Sunday, July 14, 2013

Music To My Ears


Bob Marley once said, “One good thing about music, when it hits you, you feel no pain.” The man knew something. Is there anything that soothes without physically touching like the tones, rhythms, and lyrics of music? Is there anything that transports you a zillion miles from wherever you are and yet, at the same time, paradoxically, drives you to live in the moment? I readily acknowledge that arguments can be made for other artistic expressions whether it's poetry, a movie or even a breathtaking work on canvas. All of these have the potential to strike us in a way, at both an emotional and even visceral level, that is disarming, revealing about our inner natures, and a source of wonderment. But, music – at least for me – is a cut above other art forms in its ability to move, to turn on the emotional faucets. It stands alone. Many have said over the centuries that this is man's greatest gift – the ability to move one's soul through a progression of notes that, in the abstract, are just random sounds that, when laced together in a certain order, create the ability to have one experience the deepest joy or sorrow, energy, euphoria, reverie, or love.

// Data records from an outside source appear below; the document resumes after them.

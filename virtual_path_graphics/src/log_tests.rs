//! Unit tests for log.rs
//!
//! Tests LogSeverity ordering, LogEntry, DefaultLogger filtering and formatting.

use crate::log::{Logger, LogEntry, LogSeverity, DefaultLogger};
use std::sync::{Arc, Mutex};
use std::time::SystemTime;

fn entry(severity: LogSeverity, file: Option<&'static str>, line: Option<u32>) -> LogEntry {
    LogEntry {
        severity,
        timestamp: SystemTime::now(),
        source: "vpgfx::Frame".to_string(),
        message: "resized to 800x600".to_string(),
        file,
        line,
    }
}

// ============================================================================
// LOG SEVERITY TESTS
// ============================================================================

#[test]
fn test_log_severity_ordering() {
    assert!(LogSeverity::Trace < LogSeverity::Debug);
    assert!(LogSeverity::Debug < LogSeverity::Info);
    assert!(LogSeverity::Info < LogSeverity::Warn);
    assert!(LogSeverity::Warn < LogSeverity::Error);
}

#[test]
fn test_log_severity_debug() {
    assert_eq!(format!("{:?}", LogSeverity::Trace), "Trace");
    assert_eq!(format!("{:?}", LogSeverity::Error), "Error");
}

// ============================================================================
// DEFAULT LOGGER
// ============================================================================

#[test]
fn test_default_logger_min_severity_is_info() {
    assert_eq!(DefaultLogger::default().min_severity, LogSeverity::Info);
}

#[test]
fn test_format_entry_without_file_line() {
    let line = DefaultLogger::format_entry(&entry(LogSeverity::Info, None, None));
    assert!(line.contains("vpgfx::Frame"));
    assert!(line.ends_with("resized to 800x600"));
}

#[test]
fn test_format_entry_with_file_line() {
    let line = DefaultLogger::format_entry(&entry(LogSeverity::Error, Some("frame.rs"), Some(42)));
    assert!(line.ends_with("(frame.rs:42)"));
}

#[test]
fn test_format_entry_ignores_half_location() {
    let line = DefaultLogger::format_entry(&entry(LogSeverity::Error, Some("frame.rs"), None));
    assert!(!line.contains("frame.rs"));
}

#[test]
fn test_default_logger_all_severities() {
    // Should not panic for any severity, filtered or not
    let logger = DefaultLogger::new(LogSeverity::Trace);
    for severity in [
        LogSeverity::Trace,
        LogSeverity::Debug,
        LogSeverity::Info,
        LogSeverity::Warn,
        LogSeverity::Error,
    ] {
        logger.log(&entry(severity, None, None));
    }
}

// ============================================================================
// CUSTOM LOGGER
// ============================================================================

struct CapturingLogger {
    entries: Arc<Mutex<Vec<LogEntry>>>,
}

impl Logger for CapturingLogger {
    fn log(&self, entry: &LogEntry) {
        self.entries.lock().unwrap().push(entry.clone());
    }
}

#[test]
fn test_custom_logger_implementation() {
    let entries = Arc::new(Mutex::new(Vec::new()));
    let logger = CapturingLogger { entries: entries.clone() };

    logger.log(&entry(LogSeverity::Warn, None, None));
    logger.log(&entry(LogSeverity::Error, Some("a.rs"), Some(1)));

    let captured = entries.lock().unwrap();
    assert_eq!(captured.len(), 2);
    assert_eq!(captured[0].severity, LogSeverity::Warn);
    assert_eq!(captured[1].line, Some(1));
}

#[test]
fn test_logger_trait_is_send_sync() {
    fn assert_send_sync<T: Send + Sync>() {}
    assert_send_sync::<DefaultLogger>();
    assert_send_sync::<Box<dyn Logger>>();
}
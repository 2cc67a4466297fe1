/// Graphics device module - the backend seam and its value types

// Module declarations
pub mod graphics_device;
pub mod buffer;
pub mod shader;
pub mod texture;
pub mod frame_buffer;
pub mod context;

// Re-export everything from graphics_device.rs
pub use graphics_device::*;

// Re-export from other modules
pub use buffer::*;
pub use shader::*;
pub use texture::*;
pub use frame_buffer::*;
pub use context::*;

// Mock graphics device for tests (no GPU required)
#[cfg(test)]
pub mod mock_graphics_device;
/// Contract between the renderer and the code that draws a scene

use std::any::Any;
use std::rc::Rc;

use crate::error::{Error, Result};
use crate::renderer::GraphicsHost;
use crate::engine_raise;

/// Scene drawn into the renderer's offscreen frame
///
/// Call order per context: `load`, `resize`, then once per tick `update`
/// followed by `render`, and finally `unload` at context teardown. All
/// calls happen on the render thread with the frame bound.
pub trait DrawingService {
    /// Build GPU resources. `args[0]` is the [`GraphicsHost`].
    fn load(&mut self, args: &LoadArgs) -> Result<()>;

    /// Release GPU resources before the context goes away
    fn unload(&mut self) {}

    /// Presentation surface changed size
    fn resize(&mut self, _width: u32, _height: u32) {}

    /// Advance the scene; `elapsed` is seconds since context init
    fn update(&mut self, elapsed: f64) -> Result<()>;

    /// Draw the scene; `elapsed` is seconds since context init
    fn render(&mut self, elapsed: f64) -> Result<()>;
}

/// Ordered, dynamically typed arguments passed to [`DrawingService::load`]
#[derive(Clone, Default)]
pub struct LoadArgs {
    args: Vec<Rc<dyn Any>>,
}

impl LoadArgs {
    pub fn new(args: Vec<Rc<dyn Any>>) -> Self {
        Self { args }
    }

    pub fn len(&self) -> usize {
        self.args.len()
    }

    pub fn is_empty(&self) -> bool {
        self.args.is_empty()
    }

    /// Fail unless at least `count` arguments are present
    pub fn require(&self, count: usize) -> Result<()> {
        if self.args.len() < count {
            return Err(engine_raise!("vpgfx::LoadArgs", Error::InvalidArgument(format!(
                "expected at least {} load arguments, got {}", count, self.args.len()
            ))));
        }
        Ok(())
    }

    /// Argument `index` as a `T`
    ///
    /// # Errors
    ///
    /// `InvalidArgument` if the index is out of range or the argument is
    /// not a `T`.
    pub fn get<T: Any>(&self, index: usize) -> Result<Rc<T>> {
        let arg = self.args.get(index).cloned().ok_or_else(|| {
            engine_raise!("vpgfx::LoadArgs", Error::InvalidArgument(format!("missing load argument {}", index)))
        })?;

        arg.downcast::<T>().map_err(|_| {
            engine_raise!("vpgfx::LoadArgs", Error::InvalidArgument(format!(
                "load argument {} is not a {}", index, std::any::type_name::<T>()
            )))
        })
    }

    /// The graphics host (argument 0)
    pub fn host(&self) -> Result<GraphicsHost> {
        Ok(self.get::<GraphicsHost>(0)?.as_ref().clone())
    }
}

impl std::fmt::Debug for LoadArgs {
    fn fmt(&self, f: &mut std::fmt::Formatter<'_>) -> std::fmt::Result {
        f.debug_struct("LoadArgs").field("len", &self.args.len()).finish()
    }
}

#[cfg(test)]
#[path = "drawing_service_tests.rs"]
mod tests;
//! Renderer host
//!
//! [`Renderer`] sequences the per-frame loop against the windowing layer
//! and hands a [`GraphicsHost`] to the single registered
//! [`DrawingService`].

mod clock;
mod config;
mod drawing_service;
mod host;
mod renderer;

pub use clock::ElapsedClock;
pub use config::{RendererConfig, ShaderSources};
pub use drawing_service::{DrawingService, LoadArgs};
pub use host::GraphicsHost;
pub(crate) use host::HostShared;
pub use renderer::Renderer;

And, so it is with me. As with most folks, my yardstick for musical magic is a fluid one. What drove me to run five miles once or to dance with unabashed abandon years ago doesn't necessarily do that for me today. I'm not sure why. Have I tired of the old classics; have I heard them too many times? Greatness is greatness, right? Whatever the reason, it is an unending joy that there is seemingly always something new to transport us, to lift us to new heights, to make us want to get out of our chairs and just move. I say these things knowing that what strikes a responsive chord in me is likely musical gibberish to others. Or worse. Just like tastes in food, clothing, friends, or soul mates, we all march to our own drummers that often bear simply no resemblance to another's tastes in the same things.

Take “Red Hands” by Walk Off The Earth, for example. (http://www.youtube.com/watch?v=1bt-FHaFVH8). Here's a tune that no doubt goes unnoticed by many barely raising an audible ripple to the casual listener. Or, just as likely, the song falls on almost deaf ears and disappears as a thousand other forgettable songs do. But, for me, I hear the first few bars and my head is already nodding, my shoulders almost imperceptibly start moving up and down, my fingers unconsciously tapping. If I'm running, “Red Hands” makes me feel like my feet are moving perfectly in time with the music. My feet are transformed into metronomes. I feel I am moving forward effortlessly. Whatever fatigue I might have been experiencing vanishes. For three minutes plus I am transported, flowing with the music forgetting where I am. If I'm cooking, “Red Hands” unconsciously leads me to wave, baton-like, whatever spatula, knife, or tongs I may be wielding in those moments as if I'm leading a phantom musical ensemble or hitting those drums with a fervor that anticipates every beat. And, whether I'm running or cooking, I'm glad I'm standing because I could not be sitting down for this one. No way.

In a much deeper way, I am seriously awestruck by Per Byhring's "Mr. Wednesday."            (https://soundcloud.com/perbyhring/mr-wednesday). Perhaps like no other piece of music in my memory, “Mr. Wednesday” takes over my soul. Completely. I'm not sure where it takes me, but I know it's not where I am. It is evocative; it is uplifting; it allows me to think back in time over my life and ahead to wherever it is I might be going. It starts slowly, softly, hypnotically. But, at the two minute mark, it opens up with brassy pronouncements and, if you close your eyes, it does not take great imagination to see the gates of heaven or to imagine an epic moment in one's life filled with all that is important. Indeed, I often say to myself that when I listen to “Mr. Wednesday” I feel something important is happening. For others to whom I have introduced “Mr. Wednesday,” this piece of music often strikes them as slow, repetitive, even boring. I get that. I'm okay with that. Maybe I would react to their own choices in similar fashion; that's not important. And, I also feel that, although it would be interesting to me, I believe it is irrelevant what Mr. Byhring had in mind when he wrote this piece. I know what I'm getting from it, and that's plenty.

And, for crying out loud, if you listen to these musical moments, turn up the volume!